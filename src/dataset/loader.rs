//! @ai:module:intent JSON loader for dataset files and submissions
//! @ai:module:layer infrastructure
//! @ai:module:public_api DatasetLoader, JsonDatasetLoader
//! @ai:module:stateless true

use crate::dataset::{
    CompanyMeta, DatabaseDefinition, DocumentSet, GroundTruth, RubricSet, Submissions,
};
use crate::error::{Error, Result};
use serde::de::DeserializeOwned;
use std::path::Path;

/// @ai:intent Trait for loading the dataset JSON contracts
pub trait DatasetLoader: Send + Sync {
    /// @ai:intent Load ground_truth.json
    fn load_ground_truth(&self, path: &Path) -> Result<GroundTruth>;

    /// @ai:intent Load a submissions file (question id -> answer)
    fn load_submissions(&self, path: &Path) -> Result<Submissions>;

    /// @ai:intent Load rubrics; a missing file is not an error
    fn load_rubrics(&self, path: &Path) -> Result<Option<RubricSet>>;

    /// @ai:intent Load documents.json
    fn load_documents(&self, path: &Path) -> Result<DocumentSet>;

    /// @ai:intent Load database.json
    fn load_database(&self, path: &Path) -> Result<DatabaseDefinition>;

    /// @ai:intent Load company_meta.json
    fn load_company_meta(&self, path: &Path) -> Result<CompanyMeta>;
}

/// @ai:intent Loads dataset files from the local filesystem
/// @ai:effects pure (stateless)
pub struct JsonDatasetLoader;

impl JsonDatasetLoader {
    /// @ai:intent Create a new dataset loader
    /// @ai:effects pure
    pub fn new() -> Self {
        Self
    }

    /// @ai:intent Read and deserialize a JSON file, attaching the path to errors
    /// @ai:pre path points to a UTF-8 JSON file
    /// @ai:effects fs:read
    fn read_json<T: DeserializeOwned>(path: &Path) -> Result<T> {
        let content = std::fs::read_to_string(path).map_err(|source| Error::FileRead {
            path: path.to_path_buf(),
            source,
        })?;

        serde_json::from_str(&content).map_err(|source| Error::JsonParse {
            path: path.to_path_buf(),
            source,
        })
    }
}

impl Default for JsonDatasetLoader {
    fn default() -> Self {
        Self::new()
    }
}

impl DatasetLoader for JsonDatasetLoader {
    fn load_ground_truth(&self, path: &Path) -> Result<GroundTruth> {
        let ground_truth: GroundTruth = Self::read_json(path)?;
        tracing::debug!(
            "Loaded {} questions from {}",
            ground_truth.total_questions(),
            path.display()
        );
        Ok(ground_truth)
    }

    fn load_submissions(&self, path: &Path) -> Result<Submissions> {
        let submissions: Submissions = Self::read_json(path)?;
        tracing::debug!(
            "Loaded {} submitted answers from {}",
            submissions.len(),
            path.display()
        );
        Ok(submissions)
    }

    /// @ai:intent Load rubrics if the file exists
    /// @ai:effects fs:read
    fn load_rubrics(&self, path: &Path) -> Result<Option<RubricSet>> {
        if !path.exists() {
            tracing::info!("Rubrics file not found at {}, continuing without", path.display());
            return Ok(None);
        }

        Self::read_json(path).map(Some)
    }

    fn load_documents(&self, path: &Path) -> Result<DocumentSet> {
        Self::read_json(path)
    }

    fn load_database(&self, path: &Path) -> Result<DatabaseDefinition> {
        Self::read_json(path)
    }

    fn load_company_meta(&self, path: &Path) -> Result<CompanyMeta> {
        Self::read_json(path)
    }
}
----
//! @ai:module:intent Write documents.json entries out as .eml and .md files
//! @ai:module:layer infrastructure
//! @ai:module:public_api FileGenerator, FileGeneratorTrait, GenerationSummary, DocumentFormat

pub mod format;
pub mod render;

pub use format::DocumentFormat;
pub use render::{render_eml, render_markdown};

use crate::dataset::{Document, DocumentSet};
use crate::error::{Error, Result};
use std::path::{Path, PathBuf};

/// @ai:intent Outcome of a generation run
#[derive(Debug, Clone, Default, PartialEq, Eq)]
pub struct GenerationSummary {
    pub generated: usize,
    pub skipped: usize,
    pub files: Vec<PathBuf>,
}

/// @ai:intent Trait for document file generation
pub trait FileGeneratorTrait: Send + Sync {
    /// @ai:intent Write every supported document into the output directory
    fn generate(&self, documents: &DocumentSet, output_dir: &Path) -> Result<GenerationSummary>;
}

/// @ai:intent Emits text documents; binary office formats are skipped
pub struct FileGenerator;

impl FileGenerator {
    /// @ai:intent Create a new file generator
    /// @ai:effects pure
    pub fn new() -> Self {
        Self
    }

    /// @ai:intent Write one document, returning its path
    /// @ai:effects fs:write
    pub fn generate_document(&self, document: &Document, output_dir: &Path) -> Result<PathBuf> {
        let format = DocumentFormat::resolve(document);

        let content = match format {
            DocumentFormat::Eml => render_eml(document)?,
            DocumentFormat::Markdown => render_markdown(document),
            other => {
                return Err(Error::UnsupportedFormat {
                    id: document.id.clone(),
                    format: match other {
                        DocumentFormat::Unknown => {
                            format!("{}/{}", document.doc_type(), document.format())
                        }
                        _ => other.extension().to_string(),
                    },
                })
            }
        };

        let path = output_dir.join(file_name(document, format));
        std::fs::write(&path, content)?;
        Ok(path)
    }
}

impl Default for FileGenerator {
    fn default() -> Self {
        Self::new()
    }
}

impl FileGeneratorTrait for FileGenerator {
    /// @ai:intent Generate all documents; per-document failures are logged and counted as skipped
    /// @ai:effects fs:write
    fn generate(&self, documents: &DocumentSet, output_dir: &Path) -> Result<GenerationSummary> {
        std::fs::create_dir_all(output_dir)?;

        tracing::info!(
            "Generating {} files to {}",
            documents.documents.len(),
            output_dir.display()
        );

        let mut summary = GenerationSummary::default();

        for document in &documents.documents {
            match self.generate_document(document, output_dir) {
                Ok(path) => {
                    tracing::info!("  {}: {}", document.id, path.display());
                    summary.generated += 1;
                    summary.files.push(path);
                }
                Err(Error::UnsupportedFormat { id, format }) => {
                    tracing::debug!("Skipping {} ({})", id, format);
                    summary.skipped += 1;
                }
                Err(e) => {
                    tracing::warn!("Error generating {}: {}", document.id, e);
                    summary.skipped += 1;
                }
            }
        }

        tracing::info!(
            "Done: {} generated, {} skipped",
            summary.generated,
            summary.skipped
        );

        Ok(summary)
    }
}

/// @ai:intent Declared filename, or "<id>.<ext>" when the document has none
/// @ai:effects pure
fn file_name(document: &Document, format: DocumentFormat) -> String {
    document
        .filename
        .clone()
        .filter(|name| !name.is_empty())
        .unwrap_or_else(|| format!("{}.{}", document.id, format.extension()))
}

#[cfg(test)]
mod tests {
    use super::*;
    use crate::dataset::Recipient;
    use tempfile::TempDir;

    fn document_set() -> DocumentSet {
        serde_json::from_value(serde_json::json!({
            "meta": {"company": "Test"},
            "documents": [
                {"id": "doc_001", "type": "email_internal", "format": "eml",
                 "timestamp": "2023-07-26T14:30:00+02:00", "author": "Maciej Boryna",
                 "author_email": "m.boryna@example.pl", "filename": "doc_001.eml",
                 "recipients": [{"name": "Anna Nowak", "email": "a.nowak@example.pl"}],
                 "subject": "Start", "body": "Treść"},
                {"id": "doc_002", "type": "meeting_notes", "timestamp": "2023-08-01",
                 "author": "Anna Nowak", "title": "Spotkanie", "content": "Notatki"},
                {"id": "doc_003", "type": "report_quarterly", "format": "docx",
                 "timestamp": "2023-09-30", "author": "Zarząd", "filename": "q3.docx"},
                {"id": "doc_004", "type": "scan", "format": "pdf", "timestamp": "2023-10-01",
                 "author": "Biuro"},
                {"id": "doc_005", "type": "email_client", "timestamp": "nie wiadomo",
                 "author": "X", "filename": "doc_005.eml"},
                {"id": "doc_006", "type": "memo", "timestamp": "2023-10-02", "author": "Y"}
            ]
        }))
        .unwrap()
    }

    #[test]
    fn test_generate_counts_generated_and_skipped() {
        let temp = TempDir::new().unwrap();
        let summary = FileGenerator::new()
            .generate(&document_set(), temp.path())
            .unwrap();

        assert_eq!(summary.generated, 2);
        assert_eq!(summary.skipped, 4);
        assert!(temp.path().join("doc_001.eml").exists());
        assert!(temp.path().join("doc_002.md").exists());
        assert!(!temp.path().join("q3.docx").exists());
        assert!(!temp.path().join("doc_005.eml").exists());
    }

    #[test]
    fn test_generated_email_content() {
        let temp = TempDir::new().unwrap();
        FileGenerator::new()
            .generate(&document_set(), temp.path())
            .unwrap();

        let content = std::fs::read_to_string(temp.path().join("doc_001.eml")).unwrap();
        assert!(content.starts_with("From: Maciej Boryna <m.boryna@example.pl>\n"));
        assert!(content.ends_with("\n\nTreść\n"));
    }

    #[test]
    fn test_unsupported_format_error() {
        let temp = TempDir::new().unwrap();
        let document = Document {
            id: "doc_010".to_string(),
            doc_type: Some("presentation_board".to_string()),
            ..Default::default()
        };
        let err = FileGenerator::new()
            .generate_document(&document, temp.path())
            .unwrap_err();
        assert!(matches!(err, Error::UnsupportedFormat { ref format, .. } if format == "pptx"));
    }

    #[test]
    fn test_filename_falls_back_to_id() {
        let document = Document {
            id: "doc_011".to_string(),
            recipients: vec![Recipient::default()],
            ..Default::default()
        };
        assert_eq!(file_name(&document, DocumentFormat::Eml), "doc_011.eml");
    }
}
----
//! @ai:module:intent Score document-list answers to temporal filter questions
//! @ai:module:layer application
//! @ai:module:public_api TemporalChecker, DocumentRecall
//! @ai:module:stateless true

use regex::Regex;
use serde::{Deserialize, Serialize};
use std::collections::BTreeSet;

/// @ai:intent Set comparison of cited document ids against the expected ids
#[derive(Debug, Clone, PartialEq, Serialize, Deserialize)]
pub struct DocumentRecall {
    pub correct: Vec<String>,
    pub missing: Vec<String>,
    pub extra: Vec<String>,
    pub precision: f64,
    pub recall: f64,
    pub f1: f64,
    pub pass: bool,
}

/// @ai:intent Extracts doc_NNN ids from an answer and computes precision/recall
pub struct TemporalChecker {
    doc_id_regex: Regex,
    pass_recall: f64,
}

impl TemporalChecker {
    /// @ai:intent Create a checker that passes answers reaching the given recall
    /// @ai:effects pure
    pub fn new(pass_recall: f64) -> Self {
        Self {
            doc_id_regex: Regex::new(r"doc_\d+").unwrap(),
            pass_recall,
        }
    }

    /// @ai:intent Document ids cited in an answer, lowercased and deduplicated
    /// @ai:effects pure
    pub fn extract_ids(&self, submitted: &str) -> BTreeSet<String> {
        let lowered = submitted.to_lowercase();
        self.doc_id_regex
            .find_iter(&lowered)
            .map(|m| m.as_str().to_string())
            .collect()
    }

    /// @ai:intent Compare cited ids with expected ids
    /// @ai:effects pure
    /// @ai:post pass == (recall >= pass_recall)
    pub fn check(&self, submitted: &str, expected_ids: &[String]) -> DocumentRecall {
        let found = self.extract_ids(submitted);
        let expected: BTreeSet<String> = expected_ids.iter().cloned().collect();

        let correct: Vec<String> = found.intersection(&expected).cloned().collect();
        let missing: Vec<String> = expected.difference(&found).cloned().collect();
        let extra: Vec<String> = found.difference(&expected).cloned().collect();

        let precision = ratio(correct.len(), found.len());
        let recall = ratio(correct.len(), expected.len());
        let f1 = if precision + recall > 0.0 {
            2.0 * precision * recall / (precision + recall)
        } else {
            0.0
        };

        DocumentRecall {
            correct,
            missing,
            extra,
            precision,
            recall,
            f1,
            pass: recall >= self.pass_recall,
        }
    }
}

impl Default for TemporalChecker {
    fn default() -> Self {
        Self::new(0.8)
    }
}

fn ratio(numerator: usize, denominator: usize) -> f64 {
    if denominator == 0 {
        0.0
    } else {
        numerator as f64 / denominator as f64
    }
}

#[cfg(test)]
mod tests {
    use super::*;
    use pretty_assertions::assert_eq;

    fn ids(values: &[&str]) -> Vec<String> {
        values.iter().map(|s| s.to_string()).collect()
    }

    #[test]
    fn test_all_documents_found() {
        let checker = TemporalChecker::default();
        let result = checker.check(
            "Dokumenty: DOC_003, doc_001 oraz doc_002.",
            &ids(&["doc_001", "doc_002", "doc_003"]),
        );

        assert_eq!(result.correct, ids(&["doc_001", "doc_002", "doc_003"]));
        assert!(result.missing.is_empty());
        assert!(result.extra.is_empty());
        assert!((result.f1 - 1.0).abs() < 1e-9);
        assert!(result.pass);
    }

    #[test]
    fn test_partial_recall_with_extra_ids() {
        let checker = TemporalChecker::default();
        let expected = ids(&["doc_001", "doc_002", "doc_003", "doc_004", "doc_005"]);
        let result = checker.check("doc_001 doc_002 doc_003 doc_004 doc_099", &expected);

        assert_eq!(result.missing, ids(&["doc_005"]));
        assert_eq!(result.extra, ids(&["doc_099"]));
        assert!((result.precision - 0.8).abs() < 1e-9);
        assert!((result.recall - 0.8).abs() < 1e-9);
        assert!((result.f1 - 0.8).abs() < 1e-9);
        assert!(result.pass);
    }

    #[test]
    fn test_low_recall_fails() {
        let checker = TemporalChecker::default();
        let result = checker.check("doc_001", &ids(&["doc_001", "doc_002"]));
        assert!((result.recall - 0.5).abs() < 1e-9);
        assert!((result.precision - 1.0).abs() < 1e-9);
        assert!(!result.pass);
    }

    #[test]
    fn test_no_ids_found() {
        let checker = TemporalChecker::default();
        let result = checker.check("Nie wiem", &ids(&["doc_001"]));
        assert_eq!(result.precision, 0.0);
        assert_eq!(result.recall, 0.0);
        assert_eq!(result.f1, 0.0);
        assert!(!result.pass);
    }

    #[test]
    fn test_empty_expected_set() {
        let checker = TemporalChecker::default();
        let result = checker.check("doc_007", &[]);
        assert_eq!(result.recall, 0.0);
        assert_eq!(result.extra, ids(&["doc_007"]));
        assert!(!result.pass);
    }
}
----
### TO DO
Copy every line of the data that carries the word "Nowak".

### FINAL ANSWER
                 "recipients": [{"name": "Anna Nowak", "email": "a.nowak@example.pl"}],
                 "author": "Anna Nowak", "title": "Spotkanie", "content": "Notatki"},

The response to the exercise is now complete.